Regulations in the official Code of Federal Regulations can be updated by following the steps below:

  1. Find the text of the regulation in the annual edition of the C.F.R., and make note of the revision date of the title.
  2. Check the most recent pamphlet of LSA: List of CFR Sections Affected in print or LSA: List of CFR Sections Affected available electronically on govinfo. Note that references in the LSA are to page numbers in the Federal Register.
  3. Check for changes after the dates listed on the title page of the LSA by using the cumulative list of "CFR Parts Affected during [month]" in the Reader Aids section of the latest Federal Register issue.
  4. Check the Federal Register issues cited, if any, to see the text of the changes to the regulation.
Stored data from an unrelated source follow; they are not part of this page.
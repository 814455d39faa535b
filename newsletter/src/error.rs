use derive_more::derive::Display;
use reqwest::StatusCode;

pub type AppResult<T> = Result<T, AppError>;

#[derive(Debug, Display)]
pub enum AppError {
    #[display("bad request: {_0}")]
    BadRequest(String),
    #[display("unauthorized: {_0}")]
    Unauthorized(String),
    #[display("request timed out")]
    RequestTimeout,
    #[display("too many requests")]
    TooManyRequests,
    #[display("missing API key ({_0})")]
    MissingApiKey(&'static str),
    #[display("empty response")]
    EmptyResponse,
    #[display("{_0}")]
    Internal(anyhow::Error),
}

impl std::error::Error for AppError {}

impl From<anyhow::Error> for AppError {
    fn from(error: anyhow::Error) -> Self {
        AppError::Internal(error)
    }
}

impl From<serde_json::Error> for AppError {
    fn from(error: serde_json::Error) -> Self {
        AppError::Internal(error.into())
    }
}

impl From<reqwest::Error> for AppError {
    fn from(error: reqwest::Error) -> Self {
        tracing::error!("Reqwest error: {:?}", error);
        match error.status() {
            Some(status) => from_status(status, error.to_string()),
            None if error.is_timeout() => AppError::RequestTimeout,
            None => AppError::Internal(error.into()),
        }
    }
}

/// Maps a non-success HTTP status from a completion backend onto an error.
pub fn from_status(status: StatusCode, message: String) -> AppError {
    match status {
        StatusCode::BAD_REQUEST => AppError::BadRequest(message),
        StatusCode::UNAUTHORIZED | StatusCode::FORBIDDEN => AppError::Unauthorized(message),
        StatusCode::REQUEST_TIMEOUT => AppError::RequestTimeout,
        StatusCode::TOO_MANY_REQUESTS => AppError::TooManyRequests,
        _ => AppError::Internal(anyhow::anyhow!("HTTP {}: {}", status, message)),
    }
}

/// OAuth token exchange failures.
#[derive(Debug, Display)]
pub enum AuthError {
    #[display("token has been expired or revoked")]
    ExpiredOrRevoked,
    #[display("unexpected OAuth response")]
    BadOauthResponse,
    #[display("{_0}")]
    Unexpected(String),
}

impl std::error::Error for AuthError {}

#[cfg(test)]
mod tests {
    use super::*;

    #[test]
    fn test_status_mapping() {
        assert!(matches!(
            from_status(StatusCode::TOO_MANY_REQUESTS, String::new()),
            AppError::TooManyRequests
        ));
        assert!(matches!(
            from_status(StatusCode::UNAUTHORIZED, "bad key".to_string()),
            AppError::Unauthorized(m) if m == "bad key"
        ));
        assert!(matches!(
            from_status(StatusCode::INTERNAL_SERVER_ERROR, "boom".to_string()),
            AppError::Internal(_)
        ));
    }

    #[test]
    fn test_display() {
        assert_eq!(
            AppError::MissingApiKey("OPENAI_API_KEY").to_string(),
            "missing API key (OPENAI_API_KEY)"
        );
        assert_eq!(AppError::EmptyResponse.to_string(), "empty response");
    }
}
Using Citators for the C.F.R.

Citator services (KeyCite on Westlaw or Shepard's on Lexis) will provide references to cases, administrative decisions, and secondary sources that cite to your C.F.R. section.  

KeyCite’s red flag will alert you if a regulation has been amended by a final or adopted rule, repealed, superseded, or held unconstitutional or preempted in whole or in part. KeyCite’s yellow flag will alert you if a proposed rule is available, a court decision has questioned the regulation’s validity, or a prior version has received negative treatment from a court.

Shepard’s signals do not indicate if there are adopted changes or proposed amendments to the regulation; you should check the Pending & Adopted tab in the Shepard's report.